SUPPLIED MATERIAL —
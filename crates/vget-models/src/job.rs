//! Job records for download orchestration.

use std::path::PathBuf;

use chrono::{DateTime, Utc};
use schemars::JsonSchema;
use serde::{Deserialize, Serialize};
use uuid::Uuid;

use crate::error::JobError;
use crate::format::MediaInfo;
use crate::tier::Tier;

/// Prefix that keeps subtitle job ids disjoint from video job ids.
const SUBTITLE_ID_PREFIX: &str = "sub-";

/// Unique identifier for a job.
#[derive(Debug, Clone, PartialEq, Eq, Hash, Serialize, Deserialize, JsonSchema)]
#[serde(transparent)]
pub struct JobId(pub String);

impl JobId {
    /// Generate a new id in the namespace of the given kind.
    pub fn for_kind(kind: JobKind) -> Self {
        match kind {
            JobKind::Subtitles => Self(format!("{}{}", SUBTITLE_ID_PREFIX, Uuid::new_v4())),
            _ => Self(Uuid::new_v4().to_string()),
        }
    }

    /// Create from an existing string.
    pub fn from_string(s: impl Into<String>) -> Self {
        Self(s.into())
    }

    /// Get the inner string.
    pub fn as_str(&self) -> &str {
        &self.0
    }

    /// Whether this id belongs to the subtitle namespace.
    pub fn is_subtitle(&self) -> bool {
        self.0.starts_with(SUBTITLE_ID_PREFIX)
    }
}

impl std::fmt::Display for JobId {
    fn fmt(&self, f: &mut std::fmt::Formatter<'_>) -> std::fmt::Result {
        write!(f, "{}", self.0)
    }
}

/// Kind of work a job represents.
#[derive(Debug, Clone, Copy, PartialEq, Eq, Hash, Serialize, Deserialize, JsonSchema)]
#[serde(rename_all = "snake_case")]
pub enum JobKind {
    /// Metadata probe; result is cacheable.
    Info,
    /// Produce a media artifact; never cached.
    Download,
    /// Produce a subtitle artifact; separate id namespace.
    Subtitles,
}

impl JobKind {
    pub fn as_str(&self) -> &'static str {
        match self {
            JobKind::Info => "info",
            JobKind::Download => "download",
            JobKind::Subtitles => "subtitles",
        }
    }
}

/// Job lifecycle state. Transitions are forward-only.
#[derive(Debug, Clone, Copy, PartialEq, Eq, Hash, Serialize, Deserialize, JsonSchema, Default)]
#[serde(rename_all = "snake_case")]
pub enum JobState {
    /// Created, not yet picked up by its task.
    #[default]
    Pending,
    /// Extractor work in flight.
    Processing,
    /// Finished with a result.
    Completed,
    /// Finished with an error.
    Failed,
}

impl JobState {
    pub fn as_str(&self) -> &'static str {
        match self {
            JobState::Pending => "pending",
            JobState::Processing => "processing",
            JobState::Completed => "completed",
            JobState::Failed => "failed",
        }
    }

    /// Terminal states accept no further transitions.
    pub fn is_terminal(&self) -> bool {
        matches!(self, JobState::Completed | JobState::Failed)
    }
}

impl std::fmt::Display for JobState {
    fn fmt(&self, f: &mut std::fmt::Formatter<'_>) -> std::fmt::Result {
        write!(f, "{}", self.as_str())
    }
}

/// Result of a completed job.
#[derive(Debug, Clone, Serialize, Deserialize, JsonSchema)]
#[serde(rename_all = "snake_case", tag = "type")]
pub enum JobOutput {
    /// Metadata payload (info jobs).
    Info { info: MediaInfo },
    /// A file on disk (download and subtitle jobs).
    Artifact {
        path: PathBuf,
        content_type: String,
    },
}

/// A tracked unit of asynchronous work.
///
/// `requester_key` and `tier` are snapshots taken at creation and never
/// change afterwards, even if the account's tier does.
#[derive(Debug, Clone, Serialize, Deserialize, JsonSchema)]
pub struct Job {
    /// Unique id, immutable.
    pub id: JobId,
    /// What this job produces.
    pub kind: JobKind,
    /// Account id or anonymous session key of the submitter.
    pub requester_key: String,
    /// Entitlement class at creation time.
    pub tier: Tier,
    /// Source URL, validated before creation.
    pub source_url: String,
    /// Requested format id (download jobs).
    #[serde(skip_serializing_if = "Option::is_none")]
    pub requested_format_id: Option<String>,
    /// Requested quality label (download jobs).
    #[serde(skip_serializing_if = "Option::is_none")]
    pub requested_quality: Option<String>,
    /// Lifecycle state.
    #[serde(default)]
    pub state: JobState,
    /// Progress 0-100, non-decreasing.
    #[serde(default)]
    pub progress: u8,
    /// Terminal error, present only when failed.
    #[serde(skip_serializing_if = "Option::is_none")]
    pub error: Option<JobError>,
    /// Result, present only when completed.
    #[serde(skip_serializing_if = "Option::is_none")]
    pub output: Option<JobOutput>,
    /// Creation timestamp.
    pub created_at: DateTime<Utc>,
    /// Last update timestamp.
    pub updated_at: DateTime<Utc>,
    /// When the record (and any artifact) stops being retrievable.
    pub expires_at: DateTime<Utc>,
    /// Sequence number bumped on every applied update, for ordering.
    #[serde(default)]
    pub update_seq: u64,
}

impl Job {
    /// Create a new pending job.
    pub fn new(
        kind: JobKind,
        requester_key: impl Into<String>,
        tier: Tier,
        source_url: impl Into<String>,
        retention: chrono::Duration,
    ) -> Self {
        let now = Utc::now();
        Self {
            id: JobId::for_kind(kind),
            kind,
            requester_key: requester_key.into(),
            tier,
            source_url: source_url.into(),
            requested_format_id: None,
            requested_quality: None,
            state: JobState::Pending,
            progress: 0,
            error: None,
            output: None,
            created_at: now,
            updated_at: now,
            expires_at: now + retention,
            update_seq: 0,
        }
    }

    /// Set the requested format (download jobs).
    pub fn with_format(mut self, format_id: impl Into<String>, quality: Option<String>) -> Self {
        self.requested_format_id = Some(format_id.into());
        self.requested_quality = quality;
        self
    }

    /// Caller-facing snapshot of this job.
    pub fn view(&self, cache_hit: bool) -> JobView {
        let (info, artifact_name) = match &self.output {
            Some(JobOutput::Info { info }) => (Some(info.clone()), None),
            Some(JobOutput::Artifact { path, .. }) => (
                None,
                path.file_name().map(|n| n.to_string_lossy().into_owned()),
            ),
            None => (None, None),
        };
        JobView {
            job_id: self.id.clone(),
            kind: self.kind,
            status: self.state,
            progress: self.progress,
            error: self.error.clone(),
            info,
            artifact_name,
            cache_hit,
            created_at: self.created_at,
            updated_at: self.updated_at,
        }
    }
}

/// What pollers see. Never exposes the requester key or on-disk paths.
#[derive(Debug, Clone, PartialEq, Serialize, Deserialize, JsonSchema)]
pub struct JobView {
    pub job_id: JobId,
    pub kind: JobKind,
    pub status: JobState,
    pub progress: u8,
    #[serde(skip_serializing_if = "Option::is_none")]
    pub error: Option<JobError>,
    #[serde(skip_serializing_if = "Option::is_none")]
    pub info: Option<MediaInfo>,
    #[serde(skip_serializing_if = "Option::is_none")]
    pub artifact_name: Option<String>,
    #[serde(default)]
    pub cache_hit: bool,
    pub created_at: DateTime<Utc>,
    pub updated_at: DateTime<Utc>,
}
//! API middleware.

use std::sync::Arc;
use std::time::Instant;

use axum::body::Body;
use axum::extract::State;
use axum::http::{HeaderValue, Request, Response};
use axum::middleware::Next;
use axum::response::IntoResponse;
use tower_http::cors::{Any, CorsLayer};
use tracing::info;
use uuid::Uuid;

use vget_limiter::{EndpointClass, RateLimiter};
use vget_models::Tier;

use crate::error::ApiError;
use crate::identity::client_ip;

/// Create CORS layer.
pub fn cors_layer(origins: &[String]) -> CorsLayer {
    use axum::http::{header, Method};

    let allowed_headers = [
        header::AUTHORIZATION,
        header::CONTENT_TYPE,
        header::ACCEPT,
        header::ORIGIN,
        header::RANGE,
        header::HeaderName::from_static("x-session-id"),
    ];

    let exposed_headers = [
        header::CONTENT_LENGTH,
        header::CONTENT_TYPE,
        header::CONTENT_RANGE,
        header::CONTENT_DISPOSITION,
        header::ACCEPT_RANGES,
        header::RETRY_AFTER,
    ];

    let allowed_methods = [Method::GET, Method::POST, Method::DELETE, Method::OPTIONS];

    if origins.iter().any(|o| o == "*") {
        CorsLayer::new()
            .allow_methods(Any)
            .allow_headers(Any)
            .expose_headers(Any)
            .allow_origin(Any)
            .max_age(std::time::Duration::from_secs(600))
    } else {
        // Explicit origins allow credentials, and tower-http panics if
        // credentials are combined with wildcard headers.
        let origins: Vec<HeaderValue> = origins.iter().filter_map(|o| o.parse().ok()).collect();

        CorsLayer::new()
            .allow_methods(allowed_methods)
            .allow_headers(allowed_headers)
            .expose_headers(exposed_headers)
            .allow_credentials(true)
            .allow_origin(origins)
            .max_age(std::time::Duration::from_secs(600))
    }
}

/// Security headers middleware.
pub async fn security_headers(request: Request<Body>, next: Next) -> Response<Body> {
    let mut response = next.run(request).await;
    let headers = response.headers_mut();

    headers.insert(
        "X-Content-Type-Options",
        "nosniff".parse().expect("valid header value"),
    );
    headers.insert("X-Frame-Options", "DENY".parse().expect("valid header value"));
    headers.insert(
        "Referrer-Policy",
        "strict-origin-when-cross-origin".parse().expect("valid header value"),
    );
    headers.insert(
        "X-Permitted-Cross-Domain-Policies",
        "none".parse().expect("valid header value"),
    );

    response
}

/// Tag every request with an id, echoing the client's `X-Request-ID` when
/// it sends one. The id rides the request extensions on the way in and the
/// response headers on the way out.
pub async fn request_id(mut request: Request<Body>, next: Next) -> Response<Body> {
    let id = request
        .headers()
        .get("X-Request-ID")
        .and_then(|v| v.to_str().ok())
        .map(str::to_owned)
        .unwrap_or_else(|| Uuid::new_v4().to_string());

    request.extensions_mut().insert(id.clone());
    let mut response = next.run(request).await;
    if let Ok(value) = HeaderValue::from_str(&id) {
        response.headers_mut().insert("X-Request-ID", value);
    }
    response
}

/// Probe endpoints hit on a tight interval; logging them is pure noise.
const UNLOGGED_PATHS: [&str; 3] = ["/health", "/healthz", "/ready"];

/// One log line per served request.
pub async fn request_logging(request: Request<Body>, next: Next) -> Response<Body> {
    let method = request.method().clone();
    let path = request.uri().path().to_string();
    let started = Instant::now();

    let response = next.run(request).await;

    if !UNLOGGED_PATHS.contains(&path.as_str()) {
        // The id layer runs inside this one, so the id is read back off
        // the response rather than the request.
        let request_id = response
            .headers()
            .get("X-Request-ID")
            .and_then(|v| v.to_str().ok())
            .unwrap_or("-");
        info!(
            %method,
            path,
            status = response.status().as_u16(),
            elapsed_ms = started.elapsed().as_millis() as u64,
            request_id,
            "Request served"
        );
    }

    response
}

/// Per-IP rate limiting for routes that do not resolve a full identity.
///
/// Submission handlers additionally charge their own endpoint class against
/// the resolved identity; this layer only keeps anonymous scraping of the
/// read endpoints in check.
pub async fn rate_limit_middleware(
    State(limiter): State<Arc<RateLimiter>>,
    request: Request<Body>,
    next: Next,
) -> Response<Body> {
    if let Some(ip) = client_ip(&request) {
        let decision = limiter
            .check(&format!("ip:{ip}"), Tier::Anonymous, EndpointClass::GenericApi)
            .await;
        if !decision.allowed {
            return ApiError::RateLimited {
                retry_after: decision
                    .retry_after
                    .unwrap_or(std::time::Duration::from_secs(1)),
            }
            .into_response();
        }
    }

    next.run(request).await
}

TASK INSTRUCTIONS —
Where does the string "Metadata" occur in the listing above? Return every line that contains it.

YOUR RESPONSE —
    /// Metadata probe; result is cacheable.
    /// Metadata payload (info jobs).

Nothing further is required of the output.